Your output should be the lines of the data that follow, reproduced exactly from the first through the line bearing "as JSON. One-shot".

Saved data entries

******

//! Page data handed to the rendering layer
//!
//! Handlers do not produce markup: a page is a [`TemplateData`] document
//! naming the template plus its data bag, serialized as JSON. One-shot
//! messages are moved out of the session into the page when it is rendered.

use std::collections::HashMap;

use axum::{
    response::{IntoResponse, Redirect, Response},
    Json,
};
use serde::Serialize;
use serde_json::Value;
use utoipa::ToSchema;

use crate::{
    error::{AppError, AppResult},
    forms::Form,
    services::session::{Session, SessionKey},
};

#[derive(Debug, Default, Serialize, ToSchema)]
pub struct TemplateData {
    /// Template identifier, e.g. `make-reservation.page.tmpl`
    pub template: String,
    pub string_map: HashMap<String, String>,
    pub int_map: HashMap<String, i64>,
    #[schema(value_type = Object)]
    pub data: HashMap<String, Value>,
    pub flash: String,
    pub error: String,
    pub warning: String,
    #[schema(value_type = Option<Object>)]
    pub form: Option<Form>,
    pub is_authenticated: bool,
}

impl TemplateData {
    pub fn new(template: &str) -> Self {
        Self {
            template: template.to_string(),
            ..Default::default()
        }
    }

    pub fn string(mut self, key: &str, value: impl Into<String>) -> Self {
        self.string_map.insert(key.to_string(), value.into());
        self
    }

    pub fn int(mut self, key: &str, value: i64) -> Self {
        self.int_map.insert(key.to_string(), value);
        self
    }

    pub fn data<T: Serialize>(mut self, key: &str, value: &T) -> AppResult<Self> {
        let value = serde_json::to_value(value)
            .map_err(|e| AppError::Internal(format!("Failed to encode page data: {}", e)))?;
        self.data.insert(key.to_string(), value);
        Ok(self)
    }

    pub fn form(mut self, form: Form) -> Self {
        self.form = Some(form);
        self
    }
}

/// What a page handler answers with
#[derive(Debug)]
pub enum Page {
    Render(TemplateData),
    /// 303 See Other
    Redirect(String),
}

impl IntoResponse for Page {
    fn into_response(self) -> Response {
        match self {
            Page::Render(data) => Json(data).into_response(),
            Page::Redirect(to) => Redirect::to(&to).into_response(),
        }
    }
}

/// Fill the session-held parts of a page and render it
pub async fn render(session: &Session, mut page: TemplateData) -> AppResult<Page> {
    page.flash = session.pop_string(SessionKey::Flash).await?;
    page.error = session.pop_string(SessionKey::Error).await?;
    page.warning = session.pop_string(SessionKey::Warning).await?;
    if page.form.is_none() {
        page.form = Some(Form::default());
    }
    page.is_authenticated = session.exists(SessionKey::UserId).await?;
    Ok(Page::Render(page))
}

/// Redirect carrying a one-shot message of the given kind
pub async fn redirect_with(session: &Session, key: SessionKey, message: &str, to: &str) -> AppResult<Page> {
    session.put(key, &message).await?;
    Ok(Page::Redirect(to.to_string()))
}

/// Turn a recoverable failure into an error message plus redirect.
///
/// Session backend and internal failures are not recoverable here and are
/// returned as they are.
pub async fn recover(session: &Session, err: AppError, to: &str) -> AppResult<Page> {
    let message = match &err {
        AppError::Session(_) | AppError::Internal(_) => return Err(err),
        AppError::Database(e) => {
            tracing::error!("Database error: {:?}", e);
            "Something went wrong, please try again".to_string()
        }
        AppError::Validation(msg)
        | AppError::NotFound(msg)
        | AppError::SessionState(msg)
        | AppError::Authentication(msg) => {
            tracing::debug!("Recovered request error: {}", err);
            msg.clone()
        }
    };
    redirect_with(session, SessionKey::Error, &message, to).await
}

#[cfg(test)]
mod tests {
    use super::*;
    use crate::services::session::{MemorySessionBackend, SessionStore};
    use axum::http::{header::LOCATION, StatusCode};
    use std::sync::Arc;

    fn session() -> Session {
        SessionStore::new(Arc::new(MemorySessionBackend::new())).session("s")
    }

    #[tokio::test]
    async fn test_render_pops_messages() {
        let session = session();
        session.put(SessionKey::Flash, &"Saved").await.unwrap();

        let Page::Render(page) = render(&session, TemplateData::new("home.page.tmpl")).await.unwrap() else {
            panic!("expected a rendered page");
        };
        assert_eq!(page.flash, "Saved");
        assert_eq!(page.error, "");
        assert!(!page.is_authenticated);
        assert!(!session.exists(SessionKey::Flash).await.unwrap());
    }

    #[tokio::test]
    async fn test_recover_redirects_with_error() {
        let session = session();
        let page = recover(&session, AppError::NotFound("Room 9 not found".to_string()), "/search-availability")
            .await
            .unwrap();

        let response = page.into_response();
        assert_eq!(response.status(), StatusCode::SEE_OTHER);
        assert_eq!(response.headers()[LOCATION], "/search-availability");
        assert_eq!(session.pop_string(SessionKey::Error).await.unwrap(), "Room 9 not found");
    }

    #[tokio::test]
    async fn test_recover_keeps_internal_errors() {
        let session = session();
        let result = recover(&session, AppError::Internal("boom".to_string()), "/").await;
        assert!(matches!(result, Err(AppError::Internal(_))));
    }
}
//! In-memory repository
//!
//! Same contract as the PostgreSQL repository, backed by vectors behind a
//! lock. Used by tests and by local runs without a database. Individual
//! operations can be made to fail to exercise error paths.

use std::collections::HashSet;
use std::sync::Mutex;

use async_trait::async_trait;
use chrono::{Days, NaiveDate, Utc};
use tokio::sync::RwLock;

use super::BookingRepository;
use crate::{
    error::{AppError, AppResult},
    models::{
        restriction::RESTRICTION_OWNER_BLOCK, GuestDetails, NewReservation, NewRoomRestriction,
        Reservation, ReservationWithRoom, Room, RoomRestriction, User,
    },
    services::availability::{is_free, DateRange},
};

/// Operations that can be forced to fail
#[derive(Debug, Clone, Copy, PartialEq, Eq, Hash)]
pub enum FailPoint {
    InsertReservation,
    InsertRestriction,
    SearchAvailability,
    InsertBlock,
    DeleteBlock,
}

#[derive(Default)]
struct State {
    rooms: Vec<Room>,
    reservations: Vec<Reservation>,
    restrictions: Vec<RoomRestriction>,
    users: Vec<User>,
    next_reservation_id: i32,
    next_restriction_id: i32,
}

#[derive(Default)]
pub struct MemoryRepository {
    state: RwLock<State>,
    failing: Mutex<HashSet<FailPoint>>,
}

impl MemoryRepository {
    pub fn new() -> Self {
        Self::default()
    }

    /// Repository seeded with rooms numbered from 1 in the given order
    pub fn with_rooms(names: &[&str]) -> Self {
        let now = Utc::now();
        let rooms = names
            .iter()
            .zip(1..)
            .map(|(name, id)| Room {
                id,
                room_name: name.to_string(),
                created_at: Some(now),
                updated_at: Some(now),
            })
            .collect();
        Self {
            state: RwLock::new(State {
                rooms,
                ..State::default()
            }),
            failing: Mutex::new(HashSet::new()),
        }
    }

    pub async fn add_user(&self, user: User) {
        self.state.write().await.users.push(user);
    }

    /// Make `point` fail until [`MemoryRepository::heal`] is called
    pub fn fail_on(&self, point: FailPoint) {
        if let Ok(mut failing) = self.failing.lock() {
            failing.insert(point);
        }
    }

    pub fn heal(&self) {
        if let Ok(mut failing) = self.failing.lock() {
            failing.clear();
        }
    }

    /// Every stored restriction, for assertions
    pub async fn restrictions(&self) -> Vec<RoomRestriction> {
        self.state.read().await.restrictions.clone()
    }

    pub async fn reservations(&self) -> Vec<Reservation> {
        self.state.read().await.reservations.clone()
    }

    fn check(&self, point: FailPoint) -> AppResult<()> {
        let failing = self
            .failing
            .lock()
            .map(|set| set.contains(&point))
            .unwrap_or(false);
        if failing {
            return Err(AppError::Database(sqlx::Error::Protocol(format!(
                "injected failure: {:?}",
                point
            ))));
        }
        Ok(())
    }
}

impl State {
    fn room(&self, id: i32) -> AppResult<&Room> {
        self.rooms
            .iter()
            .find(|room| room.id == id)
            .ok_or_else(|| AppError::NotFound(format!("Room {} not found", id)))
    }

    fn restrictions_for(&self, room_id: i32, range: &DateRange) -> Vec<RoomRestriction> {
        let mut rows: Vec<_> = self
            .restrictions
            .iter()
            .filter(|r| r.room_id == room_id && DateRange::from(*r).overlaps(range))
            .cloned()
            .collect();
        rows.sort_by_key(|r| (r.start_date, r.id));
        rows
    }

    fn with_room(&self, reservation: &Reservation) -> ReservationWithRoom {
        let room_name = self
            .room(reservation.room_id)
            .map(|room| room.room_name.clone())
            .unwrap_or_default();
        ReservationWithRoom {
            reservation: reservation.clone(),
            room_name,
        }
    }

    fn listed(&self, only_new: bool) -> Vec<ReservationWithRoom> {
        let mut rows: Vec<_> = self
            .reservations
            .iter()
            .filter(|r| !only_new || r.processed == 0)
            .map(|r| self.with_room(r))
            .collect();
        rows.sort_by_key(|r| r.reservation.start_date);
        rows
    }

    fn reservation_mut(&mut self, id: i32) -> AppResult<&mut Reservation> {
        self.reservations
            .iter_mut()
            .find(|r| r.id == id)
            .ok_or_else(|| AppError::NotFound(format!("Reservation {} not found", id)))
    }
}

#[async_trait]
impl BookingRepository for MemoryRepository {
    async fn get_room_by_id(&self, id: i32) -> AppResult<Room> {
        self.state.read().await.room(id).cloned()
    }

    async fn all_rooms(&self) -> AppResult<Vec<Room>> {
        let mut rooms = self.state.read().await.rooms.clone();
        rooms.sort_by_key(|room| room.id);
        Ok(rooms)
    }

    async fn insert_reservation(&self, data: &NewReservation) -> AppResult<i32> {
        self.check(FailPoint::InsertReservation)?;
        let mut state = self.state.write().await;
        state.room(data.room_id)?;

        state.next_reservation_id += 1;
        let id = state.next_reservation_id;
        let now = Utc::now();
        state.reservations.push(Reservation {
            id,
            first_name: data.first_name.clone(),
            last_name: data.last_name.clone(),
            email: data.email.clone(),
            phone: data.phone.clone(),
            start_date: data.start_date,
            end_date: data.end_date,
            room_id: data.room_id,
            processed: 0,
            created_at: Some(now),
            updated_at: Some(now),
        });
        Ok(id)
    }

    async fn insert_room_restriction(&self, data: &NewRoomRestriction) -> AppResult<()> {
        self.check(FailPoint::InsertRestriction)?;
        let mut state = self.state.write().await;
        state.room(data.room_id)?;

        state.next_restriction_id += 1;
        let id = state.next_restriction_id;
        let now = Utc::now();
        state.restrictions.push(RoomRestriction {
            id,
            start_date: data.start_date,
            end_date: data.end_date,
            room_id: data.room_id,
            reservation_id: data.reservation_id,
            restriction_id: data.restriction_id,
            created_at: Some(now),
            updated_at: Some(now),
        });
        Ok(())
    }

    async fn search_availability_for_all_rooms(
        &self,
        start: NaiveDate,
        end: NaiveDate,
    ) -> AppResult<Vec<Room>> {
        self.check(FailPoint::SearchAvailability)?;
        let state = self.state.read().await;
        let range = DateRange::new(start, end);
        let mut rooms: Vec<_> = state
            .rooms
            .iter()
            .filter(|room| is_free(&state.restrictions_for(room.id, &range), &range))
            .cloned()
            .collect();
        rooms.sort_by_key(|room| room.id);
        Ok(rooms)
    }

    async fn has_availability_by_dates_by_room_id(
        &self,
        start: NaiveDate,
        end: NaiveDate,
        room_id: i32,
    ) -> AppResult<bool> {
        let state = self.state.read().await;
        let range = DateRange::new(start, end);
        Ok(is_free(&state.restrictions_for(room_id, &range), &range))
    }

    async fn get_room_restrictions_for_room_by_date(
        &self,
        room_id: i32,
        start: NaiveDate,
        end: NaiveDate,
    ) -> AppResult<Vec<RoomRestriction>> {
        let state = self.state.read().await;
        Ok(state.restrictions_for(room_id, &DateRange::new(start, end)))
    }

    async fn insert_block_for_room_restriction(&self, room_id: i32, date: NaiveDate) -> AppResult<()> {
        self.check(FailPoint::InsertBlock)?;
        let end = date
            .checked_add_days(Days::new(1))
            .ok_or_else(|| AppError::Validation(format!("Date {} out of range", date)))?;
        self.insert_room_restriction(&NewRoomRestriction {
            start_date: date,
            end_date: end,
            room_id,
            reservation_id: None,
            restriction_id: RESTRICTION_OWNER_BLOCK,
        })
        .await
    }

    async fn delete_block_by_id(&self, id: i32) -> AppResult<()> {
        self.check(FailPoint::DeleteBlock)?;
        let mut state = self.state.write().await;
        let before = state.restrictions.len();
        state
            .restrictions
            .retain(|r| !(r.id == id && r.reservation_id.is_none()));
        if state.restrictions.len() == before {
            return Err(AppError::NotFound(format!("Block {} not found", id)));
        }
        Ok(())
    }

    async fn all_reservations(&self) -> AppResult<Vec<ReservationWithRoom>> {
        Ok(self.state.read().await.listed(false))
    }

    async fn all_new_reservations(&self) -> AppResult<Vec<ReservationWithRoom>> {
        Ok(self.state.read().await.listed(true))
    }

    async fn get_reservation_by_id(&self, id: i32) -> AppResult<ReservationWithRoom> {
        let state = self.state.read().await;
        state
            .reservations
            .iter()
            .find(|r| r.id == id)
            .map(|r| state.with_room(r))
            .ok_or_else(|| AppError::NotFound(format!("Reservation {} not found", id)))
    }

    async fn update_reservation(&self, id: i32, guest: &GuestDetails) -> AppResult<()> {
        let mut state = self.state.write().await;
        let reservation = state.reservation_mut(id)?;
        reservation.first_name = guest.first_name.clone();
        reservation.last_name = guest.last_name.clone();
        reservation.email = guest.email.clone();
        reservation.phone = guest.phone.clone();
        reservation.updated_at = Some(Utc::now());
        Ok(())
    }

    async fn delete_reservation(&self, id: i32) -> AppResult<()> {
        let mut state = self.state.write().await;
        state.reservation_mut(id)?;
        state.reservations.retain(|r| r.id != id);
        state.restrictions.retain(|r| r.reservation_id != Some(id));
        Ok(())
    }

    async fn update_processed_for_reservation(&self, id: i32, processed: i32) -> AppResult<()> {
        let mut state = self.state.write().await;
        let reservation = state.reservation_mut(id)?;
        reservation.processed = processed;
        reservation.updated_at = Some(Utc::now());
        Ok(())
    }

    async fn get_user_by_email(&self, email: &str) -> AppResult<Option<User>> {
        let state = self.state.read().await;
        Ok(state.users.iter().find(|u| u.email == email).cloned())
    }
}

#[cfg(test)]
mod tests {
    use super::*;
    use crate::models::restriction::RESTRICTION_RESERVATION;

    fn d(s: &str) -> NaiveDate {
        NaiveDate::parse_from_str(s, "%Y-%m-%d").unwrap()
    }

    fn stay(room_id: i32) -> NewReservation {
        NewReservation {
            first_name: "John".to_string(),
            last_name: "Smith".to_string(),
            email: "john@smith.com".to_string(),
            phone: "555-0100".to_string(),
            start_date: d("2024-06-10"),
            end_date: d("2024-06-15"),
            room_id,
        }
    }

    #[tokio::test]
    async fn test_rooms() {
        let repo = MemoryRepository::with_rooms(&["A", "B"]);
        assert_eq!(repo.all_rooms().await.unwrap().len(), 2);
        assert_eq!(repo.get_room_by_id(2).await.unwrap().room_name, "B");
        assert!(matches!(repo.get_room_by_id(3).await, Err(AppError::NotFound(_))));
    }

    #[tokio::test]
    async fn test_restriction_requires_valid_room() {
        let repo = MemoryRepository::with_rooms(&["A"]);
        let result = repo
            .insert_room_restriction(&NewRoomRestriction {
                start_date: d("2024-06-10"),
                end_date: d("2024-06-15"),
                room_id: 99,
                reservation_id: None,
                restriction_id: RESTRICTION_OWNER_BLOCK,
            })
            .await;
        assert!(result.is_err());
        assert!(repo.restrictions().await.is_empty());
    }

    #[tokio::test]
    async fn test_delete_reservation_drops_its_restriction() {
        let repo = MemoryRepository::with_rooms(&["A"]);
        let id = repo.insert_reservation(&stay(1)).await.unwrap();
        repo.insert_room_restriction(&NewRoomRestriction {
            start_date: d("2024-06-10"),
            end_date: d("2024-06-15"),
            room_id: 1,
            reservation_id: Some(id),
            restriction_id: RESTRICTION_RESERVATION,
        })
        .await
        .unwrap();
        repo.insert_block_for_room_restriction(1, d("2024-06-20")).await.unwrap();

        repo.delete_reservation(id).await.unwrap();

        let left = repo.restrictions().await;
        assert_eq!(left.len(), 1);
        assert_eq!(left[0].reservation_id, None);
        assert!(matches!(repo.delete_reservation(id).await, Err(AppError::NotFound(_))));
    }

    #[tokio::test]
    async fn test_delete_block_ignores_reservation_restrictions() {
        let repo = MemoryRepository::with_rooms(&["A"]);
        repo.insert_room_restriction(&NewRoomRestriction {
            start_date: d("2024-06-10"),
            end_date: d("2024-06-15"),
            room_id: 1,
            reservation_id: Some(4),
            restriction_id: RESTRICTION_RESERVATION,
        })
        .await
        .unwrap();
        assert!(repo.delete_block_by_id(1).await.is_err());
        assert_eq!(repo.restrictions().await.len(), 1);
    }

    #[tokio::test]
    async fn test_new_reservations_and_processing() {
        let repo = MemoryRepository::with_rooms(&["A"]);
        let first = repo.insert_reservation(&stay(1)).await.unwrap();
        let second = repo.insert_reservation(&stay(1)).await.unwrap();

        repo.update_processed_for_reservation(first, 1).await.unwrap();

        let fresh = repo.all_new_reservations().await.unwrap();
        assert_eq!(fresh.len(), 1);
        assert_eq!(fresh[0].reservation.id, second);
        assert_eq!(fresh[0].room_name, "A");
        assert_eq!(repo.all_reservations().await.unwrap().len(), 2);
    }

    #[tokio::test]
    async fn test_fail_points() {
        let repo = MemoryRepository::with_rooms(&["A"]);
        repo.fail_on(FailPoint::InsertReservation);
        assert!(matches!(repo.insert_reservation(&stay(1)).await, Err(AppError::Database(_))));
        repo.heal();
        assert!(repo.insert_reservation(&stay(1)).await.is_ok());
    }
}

******

PROBLEM SOLUTION:
//! Page data handed to the rendering layer
//!
//! Handlers do not produce markup: a page is a [`TemplateData`] document
//! naming the template plus its data bag, serialized as JSON. One-shot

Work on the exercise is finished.